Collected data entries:

■ ■ ■ ■ ■

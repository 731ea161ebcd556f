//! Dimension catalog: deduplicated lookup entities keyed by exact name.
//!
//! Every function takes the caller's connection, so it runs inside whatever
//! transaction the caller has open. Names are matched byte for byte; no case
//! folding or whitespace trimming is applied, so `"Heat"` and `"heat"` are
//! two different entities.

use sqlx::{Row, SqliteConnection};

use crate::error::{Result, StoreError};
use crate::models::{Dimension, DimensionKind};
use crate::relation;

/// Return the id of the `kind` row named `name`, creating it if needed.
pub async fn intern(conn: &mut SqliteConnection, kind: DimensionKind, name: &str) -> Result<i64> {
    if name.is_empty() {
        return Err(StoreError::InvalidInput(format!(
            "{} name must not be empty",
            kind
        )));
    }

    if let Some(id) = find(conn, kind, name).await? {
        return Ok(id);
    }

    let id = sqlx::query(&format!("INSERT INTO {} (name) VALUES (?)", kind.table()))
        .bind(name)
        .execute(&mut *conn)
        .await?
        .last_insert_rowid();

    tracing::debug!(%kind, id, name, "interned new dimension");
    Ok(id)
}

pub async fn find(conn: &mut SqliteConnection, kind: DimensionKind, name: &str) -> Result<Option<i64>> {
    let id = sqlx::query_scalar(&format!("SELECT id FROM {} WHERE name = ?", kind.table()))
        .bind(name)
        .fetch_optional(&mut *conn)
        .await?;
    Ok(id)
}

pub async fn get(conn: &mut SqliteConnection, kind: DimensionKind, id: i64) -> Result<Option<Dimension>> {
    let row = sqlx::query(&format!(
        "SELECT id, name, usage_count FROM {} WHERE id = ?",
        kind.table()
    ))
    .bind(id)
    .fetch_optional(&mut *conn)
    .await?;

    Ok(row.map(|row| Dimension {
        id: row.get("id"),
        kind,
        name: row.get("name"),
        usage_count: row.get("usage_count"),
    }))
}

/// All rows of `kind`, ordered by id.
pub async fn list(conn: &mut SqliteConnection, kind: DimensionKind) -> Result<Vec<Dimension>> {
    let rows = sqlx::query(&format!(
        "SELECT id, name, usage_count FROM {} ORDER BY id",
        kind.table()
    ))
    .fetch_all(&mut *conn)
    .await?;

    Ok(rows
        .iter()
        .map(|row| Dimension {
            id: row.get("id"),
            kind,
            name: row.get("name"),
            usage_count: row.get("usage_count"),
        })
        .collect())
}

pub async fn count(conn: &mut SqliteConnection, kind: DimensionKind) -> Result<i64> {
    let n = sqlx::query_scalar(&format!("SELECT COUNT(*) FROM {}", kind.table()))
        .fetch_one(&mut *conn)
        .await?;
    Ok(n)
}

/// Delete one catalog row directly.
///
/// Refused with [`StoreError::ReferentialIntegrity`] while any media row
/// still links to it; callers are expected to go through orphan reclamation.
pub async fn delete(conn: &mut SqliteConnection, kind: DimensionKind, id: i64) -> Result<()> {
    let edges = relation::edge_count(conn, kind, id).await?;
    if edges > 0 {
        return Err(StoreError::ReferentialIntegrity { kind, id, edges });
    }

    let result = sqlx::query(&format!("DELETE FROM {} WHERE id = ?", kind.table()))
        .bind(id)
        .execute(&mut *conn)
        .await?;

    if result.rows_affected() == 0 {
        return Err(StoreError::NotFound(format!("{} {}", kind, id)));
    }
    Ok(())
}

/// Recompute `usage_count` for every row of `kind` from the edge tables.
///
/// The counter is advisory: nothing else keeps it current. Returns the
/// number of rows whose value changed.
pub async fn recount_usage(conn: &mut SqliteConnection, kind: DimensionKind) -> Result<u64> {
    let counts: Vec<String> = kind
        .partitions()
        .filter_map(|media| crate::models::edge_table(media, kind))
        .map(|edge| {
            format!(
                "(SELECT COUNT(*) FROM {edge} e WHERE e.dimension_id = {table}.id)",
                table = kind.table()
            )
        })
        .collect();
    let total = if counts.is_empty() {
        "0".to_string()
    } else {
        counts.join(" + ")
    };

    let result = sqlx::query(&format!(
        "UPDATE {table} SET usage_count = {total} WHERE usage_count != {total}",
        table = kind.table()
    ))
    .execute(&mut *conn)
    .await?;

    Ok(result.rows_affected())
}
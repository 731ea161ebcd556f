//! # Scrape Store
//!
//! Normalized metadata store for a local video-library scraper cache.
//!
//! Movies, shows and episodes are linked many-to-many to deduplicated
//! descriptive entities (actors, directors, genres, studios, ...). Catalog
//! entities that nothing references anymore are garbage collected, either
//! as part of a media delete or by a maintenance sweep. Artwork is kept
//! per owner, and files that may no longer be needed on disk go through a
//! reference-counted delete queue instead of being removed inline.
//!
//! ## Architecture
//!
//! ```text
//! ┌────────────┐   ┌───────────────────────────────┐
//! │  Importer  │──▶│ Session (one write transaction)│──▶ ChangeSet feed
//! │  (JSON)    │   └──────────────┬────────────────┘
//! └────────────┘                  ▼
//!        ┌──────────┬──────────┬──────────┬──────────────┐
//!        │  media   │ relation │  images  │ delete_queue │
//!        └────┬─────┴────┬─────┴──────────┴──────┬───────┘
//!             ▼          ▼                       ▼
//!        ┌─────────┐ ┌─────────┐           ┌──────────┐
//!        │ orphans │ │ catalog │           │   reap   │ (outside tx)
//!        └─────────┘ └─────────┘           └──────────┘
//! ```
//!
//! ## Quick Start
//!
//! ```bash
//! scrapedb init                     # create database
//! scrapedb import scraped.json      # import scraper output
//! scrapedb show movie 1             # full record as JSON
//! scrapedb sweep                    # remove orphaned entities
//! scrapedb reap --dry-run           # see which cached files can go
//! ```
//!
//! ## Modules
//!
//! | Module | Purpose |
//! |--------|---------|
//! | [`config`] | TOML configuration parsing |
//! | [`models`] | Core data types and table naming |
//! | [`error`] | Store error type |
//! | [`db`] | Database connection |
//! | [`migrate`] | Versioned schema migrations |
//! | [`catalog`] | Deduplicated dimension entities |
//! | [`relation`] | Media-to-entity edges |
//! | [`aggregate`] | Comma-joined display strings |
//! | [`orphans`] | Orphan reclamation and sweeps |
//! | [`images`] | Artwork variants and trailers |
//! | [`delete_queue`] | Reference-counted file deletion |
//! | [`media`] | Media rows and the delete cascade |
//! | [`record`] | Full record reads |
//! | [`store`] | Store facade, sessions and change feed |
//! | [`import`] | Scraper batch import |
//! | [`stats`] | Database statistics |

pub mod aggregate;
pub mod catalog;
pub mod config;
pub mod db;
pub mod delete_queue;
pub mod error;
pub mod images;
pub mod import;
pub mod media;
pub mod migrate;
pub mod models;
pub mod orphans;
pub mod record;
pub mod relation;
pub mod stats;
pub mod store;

■ ■ ■ ■ ■

## Aim of the exercise:
Go over the data above and copy every line that has the word "total" in it.

## Answer to this problem:
    let total = if counts.is_empty() {
        "UPDATE {table} SET usage_count = {total} WHERE usage_count != {total}",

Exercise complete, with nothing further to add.